SINAPS INHIBITORIK DAN MACAM-MACAM NEUROTRANSMITTER

Kelompok 2
Nama Anggota :
1. Zahratush Shalehah (4401420003)
2. Valentina Yentina Simatupang (4401420006)
3. Alfi Zaqiyaturrohmaniah (4401420007)
4. Siska Amelia (4401420021)

Jawaban :
1. Mekanisme depolarisasi dan hiperpolarisasi pada membran neuron dan sinapsis
neuron.
Sinaps berfungsi sebagai suatu dioda yang mentransmisikan potensial aksi dari
membran pre-sinaps menuju ke memran post-sinaps melewati suatu celah sinaps.
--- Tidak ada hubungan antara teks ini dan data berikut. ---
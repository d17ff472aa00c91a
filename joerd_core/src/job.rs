//! Queue message wire types (§6). A queue message body is a JSON array of
//! `Job` values; `Job` is internally tagged on the `"job"` field so the
//! three variants serialize exactly as the core specification's wire format
//! shows.

use serde::{Deserialize, Serialize};
use serde_json::Value;

/// One reference into the source store, as carried on a render job: the
/// owning source's registered name plus its `vrts_for` groups, each already
/// flattened to a list of store paths.
#[derive(Clone, Debug, PartialEq, Serialize, Deserialize)]
pub struct SourceReference {
	pub source: String,
	pub vrts: Vec<Vec<String>>,
}

#[derive(Clone, Debug, PartialEq, Serialize, Deserialize)]
pub struct DownloadJob {
	/// The frozen `SourceTile` identity, source-specific in shape but always
	/// carrying a `type` discriminator naming the owning source plugin.
	pub data: Value,
}

#[derive(Clone, Debug, PartialEq, Serialize, Deserialize)]
pub struct RenderJob {
	/// The frozen `OutputTile` identity, e.g. `{"type":"terrarium","z":13,"x":1308,"y":3165}`.
	pub data: Value,
	pub sources: Vec<SourceReference>,
}

#[derive(Clone, Debug, PartialEq, Serialize, Deserialize)]
pub struct RenderBatchJob {
	pub sources: Value,
	pub data: Vec<Value>,
}

/// A single queue-message job, tagged on `"job"` exactly as the wire format
/// in the core specification's external interfaces section describes.
#[derive(Clone, Debug, PartialEq, Serialize, Deserialize)]
#[serde(tag = "job", rename_all = "lowercase")]
pub enum Job {
	Download(DownloadJob),
	Render(RenderJob),
	Renderbatch(RenderBatchJob),
}

impl RenderBatchJob {
	/// Expands a grouped `renderbatch` message into its constituent
	/// single-tile `render` jobs, all sharing the same `sources` value. The
	/// worker never sees a `Renderbatch` job directly; it is always expanded
	/// first (§6: "A `renderbatch` is expanded worker-side into N single
	/// renders sharing `sources`").
	pub fn expand(self) -> anyhow::Result<Vec<RenderJob>> {
		let sources: Vec<SourceReference> = serde_json::from_value(self.sources)?;
		Ok(self
			.data
			.into_iter()
			.map(|data| RenderJob {
				data,
				sources: sources.clone(),
			})
			.collect())
	}
}

#[cfg(test)]
mod tests {
	use super::*;
	use pretty_assertions::assert_eq;
	use serde_json::json;

	#[test]
	fn download_job_wire_format() {
		let job = Job::Download(DownloadJob {
			data: json!({"type": "srtm", "lat": 37, "lon": -123}),
		});
		let value = serde_json::to_value(&job).unwrap();
		assert_eq!(
			value,
			json!({"job": "download", "data": {"type": "srtm", "lat": 37, "lon": -123}})
		);
	}

	#[test]
	fn render_job_wire_format() {
		let job = Job::Render(RenderJob {
			data: json!({"type": "terrarium", "z": 13, "x": 1308, "y": 3165}),
			sources: vec![SourceReference {
				source: "srtm".to_string(),
				vrts: vec![vec!["srtm/N37W123.hgt".to_string()]],
			}],
		});
		let value = serde_json::to_value(&job).unwrap();
		assert_eq!(value["job"], json!("render"));
		assert_eq!(value["sources"][0]["source"], json!("srtm"));
	}

	#[test]
	fn renderbatch_expands_to_one_render_per_tile() {
		let batch = RenderBatchJob {
			sources: json!([{"source": "srtm", "vrts": [["a"]]}]),
			data: vec![json!({"type": "terrarium", "z": 1, "x": 0, "y": 0}), json!({"type": "terrarium", "z": 1, "x": 1, "y": 0})],
		};
		let renders = batch.expand().unwrap();
		assert_eq!(renders.len(), 2);
		assert_eq!(renders[0].sources, renders[1].sources);
		assert_ne!(renders[0].data, renders[1].data);
	}
}
use crate::tools::jobs_file::file_backed_queue;
use anyhow::Result;
use joerd_core::config::Config;
use joerd_core::progress::ProgressFactory;
use joerd_planner::RenderPlanner;
use joerd_queue::{GroupingDispatcher, build_queue};
use joerd_store::build_store;
use std::path::PathBuf;

#[derive(clap::Args, Debug)]
pub struct Subcommand {
	/// The path to the joerd configuration file
	#[arg(long)]
	config: PathBuf,

	/// Append planned jobs to this newline-delimited-JSON file instead of
	/// sending them to the configured queue
	#[arg(long)]
	jobs_file: Option<PathBuf>,
}

pub fn run(arguments: &Subcommand) -> Result<()> {
	let config = Config::load(&arguments.config)?;
	let source_store = build_store(&config.source_store)?;

	let queue = match &arguments.jobs_file {
		Some(path) => file_backed_queue(path)?,
		None => build_queue(&config.cluster.queue)?,
	};

	let mut dispatcher = GroupingDispatcher::new(queue, config.cluster.block_size, queue_batch_bytes());
	let progress = ProgressFactory::auto();

	let planner = RenderPlanner::from_config(&config, source_store)?;
	planner.run(&mut dispatcher, &progress)
}

/// Matches the wire format's own batch-size ceiling (§6), since a
/// `GroupingDispatcher` has to bound each grouped batch independently of
/// whatever the underlying queue's own per-message limit happens to be.
fn queue_batch_bytes() -> usize {
	256 * 1024
}
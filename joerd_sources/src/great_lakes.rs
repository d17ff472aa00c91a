//! Great Lakes bathymetry (§4.3), recovered from
//! `original_source/joerd/source/greatlakes.py`: five fixed named lake
//! rasters in NAD83, each shifted by a per-lake vertical datum offset on
//! unpack rather than masked.

use crate::traits::{SourcePlugin, SourceTileKey};
use crate::util::datum_shift;
use anyhow::{Context, Result};
use joerd_core::types::ResampleAlg;
use joerd_core::{BoundingBox, OutputTileKey};
use joerd_download::ScopedTempFile;
use joerd_store::BlobStore;
use serde_json::{Value, json};
use tempfile::tempdir;

const PRUNE_FACTOR: f64 = 20.0 * (3.0 / 3600.0);
const BUFFER_DEGREES: f64 = 0.1;
const BASE_URL: &str = "https://www.ngdc.noaa.gov/mgg/greatlakes";

struct LakeInfo {
	name: &'static str,
	bbox: (f64, f64, f64, f64),
	datum_shift: f64,
}

const GREAT_LAKES: &[LakeInfo] = &[
	LakeInfo { name: "erie", bbox: (-83.5, 41.3, -78.8, 42.9), datum_shift: 173.5 },
	LakeInfo { name: "huron", bbox: (-84.8, 43.0, -79.7, 46.4), datum_shift: 176.0 },
	LakeInfo { name: "michigan", bbox: (-88.1, 41.5, -84.7, 46.1), datum_shift: 176.0 },
	LakeInfo { name: "ontario", bbox: (-79.9, 43.1, -76.0, 44.3), datum_shift: 74.2 },
	LakeInfo { name: "superior", bbox: (-92.3, 46.3, -84.2, 49.1), datum_shift: 183.2 },
];

pub struct GreatLakesSource {
	name: String,
}

impl GreatLakesSource {
	pub fn from_options(name: &str, _options: &Value) -> Result<Self> {
		Ok(GreatLakesSource { name: name.to_string() })
	}

	fn tile(&self, lake: &'static LakeInfo) -> GreatLakeTile {
		GreatLakeTile { lake }
	}
}

impl SourcePlugin for GreatLakesSource {
	fn name(&self) -> &str {
		&self.name
	}

	fn downloads_for(&self, tile: &dyn OutputTileKey) -> Result<Vec<Box<dyn SourceTileKey>>> {
		if tile.max_resolution() > PRUNE_FACTOR {
			return Ok(Vec::new());
		}
		let query = tile.latlon_bbox().buffer(BUFFER_DEGREES);
		let mut tiles: Vec<Box<dyn SourceTileKey>> = Vec::new();
		for lake in GREAT_LAKES {
			let (min_x, min_y, max_x, max_y) = lake.bbox;
			let bbox = BoundingBox::new(min_x, min_y, max_x, max_y)?;
			if query.intersects(&bbox) {
				tiles.push(Box::new(self.tile(lake)));
			}
		}
		Ok(tiles)
	}

	/// Each lake is its own non-overlapping raster, so every download lands
	/// in its own VRT group (mirrors the original's per-lake grouping).
	fn vrts_for(&self, tile: &dyn OutputTileKey) -> Result<Vec<Vec<Box<dyn SourceTileKey>>>> {
		Ok(self.downloads_for(tile)?.into_iter().map(|t| vec![t]).collect())
	}

	fn filter_type(&self, src_res: f64, dst_res: f64) -> ResampleAlg {
		if src_res > dst_res { ResampleAlg::Bilinear } else { ResampleAlg::Cubic }
	}

	fn srs_epsg(&self) -> i32 {
		4269
	}

	fn rehydrate(&self, data: &Value) -> Result<Box<dyn SourceTileKey>> {
		let name = data["lake"].as_str().context("great lakes identity missing lake")?;
		let lake = GREAT_LAKES
			.iter()
			.find(|l| l.name == name)
			.with_context(|| format!("unknown lake {name:?}"))?;
		Ok(Box::new(self.tile(lake)))
	}
}

struct GreatLakeTile {
	lake: &'static LakeInfo,
}

impl SourceTileKey for GreatLakeTile {
	fn urls(&self) -> Vec<String> {
		vec![format!("{BASE_URL}/{0}/data/geotiff/{0}_lld.geotiff.tar.gz", self.lake.name)]
	}

	fn output_file(&self) -> String {
		format!("greatlakes/{}_lld.tif", self.lake.name)
	}

	fn freeze_dry(&self) -> Value {
		json!({"type": "great_lakes", "lake": self.lake.name})
	}

	fn verify(&self, path: &std::path::Path) -> bool {
		std::fs::File::open(path).is_ok()
	}

	fn unpack(&self, downloads: &[ScopedTempFile], store: &dyn BlobStore) -> Result<()> {
		let [archive] = downloads else {
			anyhow::bail!("great lakes unpack expects exactly one downloaded archive");
		};
		let entry_name = format!("{0}_lld/{0}_lld.tif", self.lake.name);
		let extract_dir = tempdir().context("creating great lakes extraction scratch directory")?;
		let tif_path = crate::util::extract_tar_gz_entry(archive.path(), &entry_name, extract_dir.path())?;

		let upload_dir = tempdir().context("creating great lakes upload staging directory")?;
		let dest = upload_dir.path().join(self.output_file());
		datum_shift(&tif_path, "GTiff", &dest, self.lake.datum_shift)?;
		store.upload_dir(upload_dir.path())
	}
}

#[cfg(test)]
mod tests {
	use super::*;
	use pretty_assertions::assert_eq;

	#[test]
	fn erie_carries_its_known_datum_shift() {
		let lake = GREAT_LAKES.iter().find(|l| l.name == "erie").unwrap();
		assert_eq!(lake.datum_shift, 173.5);
	}

	#[test]
	fn tile_url_matches_the_known_layout() {
		let source = GreatLakesSource { name: "great_lakes".to_string() };
		let tile = source.tile(&GREAT_LAKES[0]);
		assert_eq!(tile.urls(), vec!["https://www.ngdc.noaa.gov/mgg/greatlakes/erie/data/geotiff/erie_lld.geotiff.tar.gz".to_string()]);
	}
}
Membran pre-sinaps mengandung vesikel-vesikel yang berisi neurotransmiter serta
memiliki mekanisme pompa re-uptake untuk mengembalikan neurotransmiter ke dalam
aksoplasma pre-sinaps. Membran pre-sinaps juga mengandung voltage-gated ion
channels. Transmisi sinyal apda sinaps dimulai ketika potensial aksi mencapai
voltage-gated ion channels ini.
Depolarisasi menimbulkan masuknya ion kalsium melewati saluran ionnya. Ion
kalsium ini akan berikatan dengan suatu protein khusus yang disebut release apparatus
pada akson dan vesikel di membran pre-sinaps. Kalsium akan memicu terjadinya fusi
vesikel ke dalam membran dan pelepasan neurotransmiter pada celah sinaps melalui
proses eksositosis. Kalsium yang terdapat pada cairan ekstraseluler merupakan suatu
syarat penting dalam proses pelepasan neurotransmiter sebagai respon adanya suatu
potensial aksi. Efek kerja kalsium dapat dihambat oleh magnesium.
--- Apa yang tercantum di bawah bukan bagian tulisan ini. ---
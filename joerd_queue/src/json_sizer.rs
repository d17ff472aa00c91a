use anyhow::{Result, ensure};
use joerd_core::job::{Job, RenderBatchJob};
use serde_json::Value;

/// Accumulates `data` entries for a single `sources` key into a `renderbatch`
/// job, flushing it once adding another entry would exceed `limit` bytes
/// serialized.
pub struct JsonSizer {
	limit: usize,
	data: Vec<Value>,
	size: usize,
	initial_size: usize,
}

impl JsonSizer {
	pub fn new(sources: &Value, limit: usize) -> Result<Self> {
		let initial_size = serde_json::to_string(&job_for(sources, &[]))?.len();
		Ok(JsonSizer {
			limit,
			data: Vec::new(),
			size: initial_size,
			initial_size,
		})
	}

	/// Appends one tile's data. Returns a flushed `renderbatch` job if adding
	/// this entry would have overflowed the limit — it is flushed first and
	/// this entry starts the next batch.
	pub fn append(&mut self, sources: &Value, data: Value) -> Result<Option<Job>> {
		let data_size = serde_json::to_string(&data)?.len() + 1;
		ensure!(data_size < self.limit, "job too large for limit: {} >= {}", self.size + 1, self.limit);

		let mut flushed = None;
		if data_size + self.size > self.limit {
			flushed = Some(self.flush(sources));
		}

		self.data.push(data);
		self.size += data_size + 1;
		Ok(flushed)
	}

	pub fn flush(&mut self, sources: &Value) -> Job {
		let job = job_for(sources, &self.data);
		self.data.clear();
		self.size = self.initial_size;
		job
	}
}

fn job_for(sources: &Value, data: &[Value]) -> Job {
	Job::Renderbatch(RenderBatchJob {
		sources: sources.clone(),
		data: data.to_vec(),
	})
}

#[cfg(test)]
mod tests {
	use super::*;
	use serde_json::json;

	#[test]
	fn flushes_once_limit_is_exceeded() {
		let sources = json!([{"source": "srtm", "vrts": [["a"]]}]);
		let mut sizer = JsonSizer::new(&sources, 80).unwrap();

		let mut flushes = 0;
		for z in 0..20 {
			if sizer.append(&sources, json!({"type": "terrarium", "z": z})).unwrap().is_some() {
				flushes += 1;
			}
		}
		assert!(flushes > 0);
	}

	#[test]
	fn oversized_entry_is_rejected() {
		let sources = json!([]);
		let mut sizer = JsonSizer::new(&sources, 10).unwrap();
		assert!(sizer.append(&sources, json!({"type": "terrarium", "z": 1, "x": 1, "y": 1})).is_err());
	}
}
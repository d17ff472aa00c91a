//! Grounded in `original_source/joerd/server.py`'s `MockSource`: wraps a
//! registered source so the compositor sees a fixed set of already-local
//! VRT groups instead of calling back into the source's own `vrts_for`,
//! which would otherwise try to re-derive them from the network-backed
//! catalog on the worker's own clock.

use joerd_compositor::CompositeSource;
use joerd_core::OutputTileKey;
use joerd_core::types::ResampleAlg;
use joerd_sources::SourcePlugin;
use std::sync::Arc;

pub struct MockSource {
	source: Arc<dyn SourcePlugin>,
	vrts: Vec<Vec<String>>,
}

impl MockSource {
	#[must_use]
	pub fn new(source: Arc<dyn SourcePlugin>, vrts: Vec<Vec<String>>) -> Self {
		MockSource { source, vrts }
	}
}

impl CompositeSource for MockSource {
	fn srs_epsg(&self) -> i32 {
		self.source.srs_epsg()
	}

	fn filter_type(&self, src_res: f64, dst_res: f64) -> ResampleAlg {
		self.source.filter_type(src_res, dst_res)
	}

	fn vrts_for(&self, _tile: &dyn OutputTileKey) -> anyhow::Result<Vec<Vec<String>>> {
		Ok(self.vrts.clone())
	}
}

#[cfg(test)]
mod tests {
	use super::*;
	use joerd_core::BoundingBox;
	use joerd_sources::SourceTileKey;
	use serde_json::Value;

	struct StubSource;

	impl SourcePlugin for StubSource {
		fn name(&self) -> &str {
			"stub"
		}

		fn downloads_for(&self, _tile: &dyn OutputTileKey) -> anyhow::Result<Vec<Box<dyn SourceTileKey>>> {
			Ok(Vec::new())
		}

		fn vrts_for(&self, _tile: &dyn OutputTileKey) -> anyhow::Result<Vec<Vec<Box<dyn SourceTileKey>>>> {
			panic!("a MockSource must never forward vrts_for to the real source")
		}

		fn filter_type(&self, _src_res: f64, _dst_res: f64) -> ResampleAlg {
			ResampleAlg::Lanczos
		}

		fn srs_epsg(&self) -> i32 {
			4269
		}

		fn rehydrate(&self, _data: &Value) -> anyhow::Result<Box<dyn SourceTileKey>> {
			unimplemented!()
		}
	}

	struct StubTile;

	impl OutputTileKey for StubTile {
		fn freeze_dry(&self) -> Value {
			Value::Null
		}

		fn latlon_bbox(&self) -> BoundingBox {
			BoundingBox::new(-1.0, -1.0, 1.0, 1.0).unwrap()
		}

		fn max_resolution(&self) -> f64 {
			1.0
		}
	}

	#[test]
	fn vrts_for_returns_the_preloaded_local_paths_without_consulting_the_source() {
		let mock = MockSource::new(Arc::new(StubSource), vec![vec!["a.tif".to_string(), "b.tif".to_string()]]);
		let groups = mock.vrts_for(&StubTile).unwrap();
		assert_eq!(groups, vec![vec!["a.tif".to_string(), "b.tif".to_string()]]);
	}

	#[test]
	fn delegates_srs_and_filter_type_to_the_wrapped_source() {
		let mock = MockSource::new(Arc::new(StubSource), Vec::new());
		assert_eq!(mock.srs_epsg(), 4269);
		assert!(matches!(mock.filter_type(1.0, 1.0), ResampleAlg::Lanczos));
	}
}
Neurotransmiter pada celah sinaps akan berikatan dengan reseptor yang ada pada
membran post-sinaps. Area pengikatan ini merupakan bagian eferen dari suatu potensial
aksi yang selanjutnya akan diteruskan ke sel neuron lainnya. Pada membran post-sinaps
terdapat berbagai jenis reseptor dan protein struktural yang berperan dalam
mempertahankan homeostasis sinaps.
Depolarisasi dan Repolarisasi
Dalam keadaan normal beda potensial antara sitosol dan cairan ekstraseluler akan
selalu berada dalam kesetimbangan pada kisaran -70 mV. Meskipun demikian, pada
keadaan tertentu dapat terjadi perubahan. Sebagai contoh, stimulus tertentu
mengakibatkan terbukanya kanal ion Na membuat ion Na yang ada di luar sel berdifusi
ke dalam sel akibat gradien konsentrasi menyebabkan muatan pada sel berangsur-angsur
berubah menjadi positif dan pada suatu saat potensial membran mencapai +30 mV.
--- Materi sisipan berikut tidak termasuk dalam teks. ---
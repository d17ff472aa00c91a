use crate::tools::jobs_file::read_jobs;
use anyhow::Result;
use joerd_core::JoerdError;
use joerd_core::config::Config;
use joerd_queue::build_queue;
use joerd_worker::Worker;
use std::path::PathBuf;

#[derive(clap::Args, Debug)]
pub struct Subcommand {
	/// The path to the joerd configuration file
	#[arg(long)]
	config: PathBuf,

	/// Process every job in this newline-delimited-JSON file once and exit,
	/// instead of polling the configured queue forever
	#[arg(long)]
	jobs_file: Option<PathBuf>,
}

pub fn run(arguments: &Subcommand) -> Result<()> {
	let config = Config::load(&arguments.config)?;
	let worker = Worker::from_config(&config)?;

	match &arguments.jobs_file {
		Some(path) => run_from_file(&worker, path),
		None => {
			let queue = build_queue(&config.cluster.queue)?;
			worker.run(queue.as_ref())
		}
	}
}

fn run_from_file(worker: &Worker, path: &std::path::Path) -> Result<()> {
	let jobs = read_jobs(path)?;
	log::info!("processing {} jobs from {path:?}", jobs.len());

	for job in jobs {
		if let Err(err) = worker.process_job(job) {
			match JoerdError::kind_of(&err) {
				Some(kind) if kind.is_job_fatal() => log::error!("job failed, skipping: {kind}"),
				_ => return Err(err),
			}
		}
	}
	Ok(())
}

#[cfg(test)]
mod tests {
	use crate::tests::run_command;

	#[test]
	fn requires_a_config_path() {
		let err = run_command(vec!["joerd", "server"]).unwrap_err().to_string();
		assert!(err.contains("--config"));
	}

	#[test]
	fn rejects_a_missing_config_file() {
		let err = run_command(vec!["joerd", "server", "--config", "/nonexistent/config.yaml"]).unwrap_err().to_string();
		assert!(err.contains("Failed to load configuration"));
	}
}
Fenomena ini disebut dengan depolarisasi, yang secara harfiah diartikan bahwa potensial
mengarah pada nol.
Ketika potensial mencapai +30 mV, kanal ion K terbuka mengakibatkan ion K+
berdifusi keluar sel sehingga potensial menurun menuju ke potensial istirahat membran.
Fenomena ini disebut dengan repolarisasi, yang berarti bahwa potensial kembali pada -70
mV atau kembali ke membran istirahat potensial.
Hiperpolarisasi
Hiperpolarisasi adalah keadaan di mana potensial membran menjadi lebih rendah
daripada potensial istirahat membran. Hal ini dapat terjadi ketika ion K+ keluar dari
dalam sel atau masuknya ion negatif ke dalam sel.
2. Mekanisme efek penghambatan anestesi pada exclatory sinaps.
Mekanisme terjadinya anestesi disebabkan adanya pengaruh perubahan
neurotransmisi di berbagai lokasi di dalam sel, tetapi fokus utama mempengaruhi sinaps.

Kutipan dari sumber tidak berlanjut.